Sunday, March 22, 2015

One Ring to Rule Them All

Reasons I brought back the blog:

Part II: The Nürburgring

Yesterday’s trip to the Abbey was a little disappointing. There’s no way around it. Sure, for the most part it’s more about the journey than the destination. And that’s mostly true here as well. But the fact that I couldn’t buy any beer to bring back with me, and the fact that the beer itself was just not as good as I had spent many months dreaming that it would be… well, as good as the journey was, the destination can’t help but taint the overall experience. That said, don’t feel sorry for me. The Westvleteren XII was only one small reason for this trip, and there were still many other very cool things to see and do along the way. Besides, if there’s anything that can cheer a person up, it’s a giant naked cyclops on the side of the highway.

A. Giant. Naked. Cyclops.


On. The. Side. Of. The. Highway.

Also, the Nürburgring.

In case you’re not familiar, the Nürburgring is a world famous race track in Germany. Built in the 1920’s, it is a spectacular 23 km long track that winds it’s way in and around the small town of Nürburg in the Eifel mountains. Not only is the location spectacular, with lush green forests and a medieval castle overlooking the whole thing, but the track itself is pretty much every car enthusiast’s wet dream. The mountain location means that the track itself has over 1000 feet of elevation changes, with over 150 corners, 80% of which are blind. The weather is famously unpredictable, and it is said that you can go from perfectly dry, to pouring rain, and even to snow(!) all within one lap. Also, because it was built in the 1920’s, when obviously cars were much different than they are today, the safety of this track is much different than that of a modern track. There are no areas for run off in case you come off the track. The only thing to slow you down is about a metre or two of grass and then the wall. And it is said that the slippery grass can actually cause you to speed up more than help you slow down as you come into contact with it. As such, there have been over 70 fatal accidents on the track over the years, and far-too-numerous-to-count non-fatal accidents that have left drivers, race officials and even spectators horribly injured and permanently disfigured. If you recall in the 2013 movie Rush, Niki Lauda’s famous crash took place at the Nürburgring, leaving his face and lungs severely burned. So ya. It’s a dangerous place.

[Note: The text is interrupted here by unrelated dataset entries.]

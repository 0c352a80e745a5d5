//! # Mock Hardware Sink
//!
//! A software stand-in for the radio used by the test suite and by dry
//! runs. It records everything written to it, can pace writes at the
//! configured sample rate, can cap how many samples each write accepts
//! to mimic a shallow device buffer, and can inject a device fault
//! after a set number of writes to exercise the pipeline's fault path.
//!
//! ## Example
//!
//! ```rust
//! use std::time::Duration;
//! use plutotx_core::TxChannel;
//! use plutotx_engine::mock::MockSink;
//! use plutotx_engine::sink::{HardwareSink, RfParams};
//!
//! let mut sink = MockSink::new();
//! let params = RfParams {
//!     center_frequency_hz: 2.4e9,
//!     sample_rate_sps: 30.72e6,
//!     rf_bandwidth_hz: 20.0e6,
//!     gain_db: -10.0,
//! };
//! sink.configure(TxChannel::Tx1, &params).unwrap();
//! sink.write_chunk(TxChannel::Tx1, &[Default::default(); 16], Duration::from_millis(100))
//!     .unwrap();
//! assert_eq!(sink.recorded(TxChannel::Tx1).len(), 16);
//! ```

use std::sync::{Arc, Mutex};
use std::time::Duration;

use plutotx_core::types::{IQSample, TxChannel};
use tracing::debug;

use crate::sink::{
    HardwareSink, RfParams, SinkCapabilities, SinkError, SinkResult, SinkStatus,
};

/// Capabilities reported by the mock, matching a PlutoSDR-class device.
const MOCK_CAPABILITIES: SinkCapabilities = SinkCapabilities {
    min_frequency_hz: 70.0e6,
    max_frequency_hz: 6.0e9,
    max_sample_rate_sps: 61.44e6,
    dual_tx: true,
};

/// In-memory sink that records writes and can inject faults.
pub struct MockSink {
    connected: bool,
    configured: [Option<RfParams>; 2],
    /// Shared so a recording tap stays readable after the sink is boxed.
    recorded: [Arc<Mutex<Vec<IQSample>>>; 2],
    writes: u64,
    /// Fail with a device fault once this many writes have succeeded.
    fault_after_writes: Option<u64>,
    /// Accept at most this many samples per write, leaving the tail.
    accept_at_most: Option<usize>,
    /// Sleep for the accepted samples' real-time duration on each write.
    pace_writes: bool,
    temperature_c: f64,
}

impl MockSink {
    pub fn new() -> Self {
        Self {
            connected: true,
            configured: [None, None],
            recorded: [Arc::default(), Arc::default()],
            writes: 0,
            fault_after_writes: None,
            accept_at_most: None,
            pace_writes: false,
            temperature_c: 38.5,
        }
    }

    /// Inject a device fault after `n` successful writes across all channels.
    pub fn fault_after_writes(mut self, n: u64) -> Self {
        self.fault_after_writes = Some(n);
        self
    }

    /// Pace each write at the configured sample rate.
    pub fn with_pacing(mut self) -> Self {
        self.pace_writes = true;
        self
    }

    /// Cap how many samples each write accepts, like a device whose
    /// DMA buffer is shallower than the caller's chunk size.
    pub fn accept_at_most(mut self, n: usize) -> Self {
        self.accept_at_most = Some(n);
        self
    }

    /// Simulate pulling the USB cable.
    pub fn disconnect(&mut self) {
        self.connected = false;
    }

    /// Everything written to a channel so far.
    pub fn recorded(&self, channel: TxChannel) -> Vec<IQSample> {
        self.recorded[channel.index()].lock().unwrap().clone()
    }

    /// A tap on a channel's recording. Clone this before boxing the
    /// sink to inspect what the engine wrote to it.
    pub fn recording(&self, channel: TxChannel) -> Arc<Mutex<Vec<IQSample>>> {
        Arc::clone(&self.recorded[channel.index()])
    }

    /// Total successful writes across both channels.
    pub fn write_count(&self) -> u64 {
        self.writes
    }

    /// The RF params last applied to a channel, if any.
    pub fn configured_params(&self, channel: TxChannel) -> Option<RfParams> {
        self.configured[channel.index()]
    }
}

impl Default for MockSink {
    fn default() -> Self {
        Self::new()
    }
}

impl HardwareSink for MockSink {
    fn name(&self) -> &str {
        "mock"
    }

    fn capabilities(&self) -> SinkCapabilities {
        MOCK_CAPABILITIES
    }

    fn configure(&mut self, channel: TxChannel, params: &RfParams) -> SinkResult<()> {
        if !self.connected {
            return Err(SinkError::NotConnected);
        }
        let caps = self.capabilities();
        if params.center_frequency_hz < caps.min_frequency_hz
            || params.center_frequency_hz > caps.max_frequency_hz
        {
            return Err(SinkError::InvalidRfParams(format!(
                "carrier {} Hz outside [{}, {}]",
                params.center_frequency_hz, caps.min_frequency_hz, caps.max_frequency_hz
            )));
        }
        if params.sample_rate_sps <= 0.0 || params.sample_rate_sps > caps.max_sample_rate_sps {
            return Err(SinkError::InvalidRfParams(format!(
                "sample rate {} sps outside (0, {}]",
                params.sample_rate_sps, caps.max_sample_rate_sps
            )));
        }
        debug!(channel = %channel, freq_hz = params.center_frequency_hz, "mock sink configured");
        self.configured[channel.index()] = Some(*params);
        Ok(())
    }

    fn write_chunk(
        &mut self,
        channel: TxChannel,
        samples: &[IQSample],
        _deadline: Duration,
    ) -> SinkResult<usize> {
        if !self.connected {
            return Err(SinkError::NotConnected);
        }
        let params = self.configured[channel.index()]
            .ok_or(SinkError::ChannelUnavailable(channel))?;
        if let Some(limit) = self.fault_after_writes {
            if self.writes >= limit {
                return Err(SinkError::DeviceFault("injected fault".into()));
            }
        }
        let accepted = match self.accept_at_most {
            Some(limit) => samples.len().min(limit),
            None => samples.len(),
        };
        if self.pace_writes && params.sample_rate_sps > 0.0 {
            let secs = accepted as f64 / params.sample_rate_sps;
            std::thread::sleep(Duration::from_secs_f64(secs));
        }
        self.recorded[channel.index()]
            .lock()
            .unwrap()
            .extend_from_slice(&samples[..accepted]);
        self.writes += 1;
        Ok(accepted)
    }

    fn report_status(&mut self) -> SinkResult<SinkStatus> {
        if !self.connected {
            return Err(SinkError::NotConnected);
        }
        // Slow synthetic drift so repeated polls are distinguishable.
        self.temperature_c += 0.01;
        Ok(SinkStatus {
            temperature_c: Some(self.temperature_c),
            ext_ref_locked: Some(true),
            buffer_level: Some(0.5),
        })
    }
}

Jackie Stewart once famously dubbed it ‘The Green Hell’ after winning the 1968 German Grand Prix, a name which has stuck with the track ever since. And, after claiming so many lives, and just simply because it was completely irresponsible for the track to continue to be a racing venue when cars had become much too fast for it's ancient design, a new, more modern track had to be added to the south end in the 1980’s in order to create a viable (and safe) racing venue for the future. But the old track - known as the Nordschleife - still remains to this day. In fact, the legendary history of the track has made it an important testing grounds for almost every new car to prove itself upon. Porsche brags about it’s Nürburgring time, and Ferrari responds with theirs. It’s become as synonymous with a vehicle’s performance as horsepower, 0 to 60 time or even Top Speed. If a vehicle has any flaws, no matter how well hidden, the Nordschleife will sniff them out and lay them bare for the entire world to see.

It does the same thing with driver’s too. Any driver not worthy of her glory; any driver that does not show the appropriate respect or revere her mystique; any driver that thinks that they can tame her - they are all immediately and unapologetically chewed up and spit out faster than you can say “Ich entschuldige mich, ich gedemütigt, allmächtiger Nürburgring.” So, of course it makes sense that it’s completely open to the public and anyone can drive on it. And I don’t mean ‘anyone’ as in, once you sign up, get approved, show a clean driving record, a certificate from a recently completed safety course, and then a hand written letter from the Nürburgring Chancellor. No, I mean anyone. It’s legally classified as a ‘one-way public toll road’ which means you can show up in any car, drive up to the starting line, put your money in the toll booth and simply hit the gas once the little yellow arm raises up. That’s it. That’s all it takes. No speed limits, no penalties for aggressive driving, just a pure track experience. So of course, I had to do it.


And it was glorious. Sure, I had done a thousand laps on her in video games, but nothing can prepare you for the real thing. Famous stretches of track, legendary corners… one minute you’re trying to wrap your head around the fact that you just passed through the Fox Hole (Fuchsröhre) and the next you’re dropping into the infamous Carousel (Karussell), all while being passed by Ferrari 458’s and Porsche GT3’s that seem to be doing twice the speed that you are. By the time I had finished the Pflanzgarten and the Schwalbenschwanz, the smile permanently plastered on my face couldn’t have been removed with a hammer. It might very well have been the greatest 40 minutes of my life.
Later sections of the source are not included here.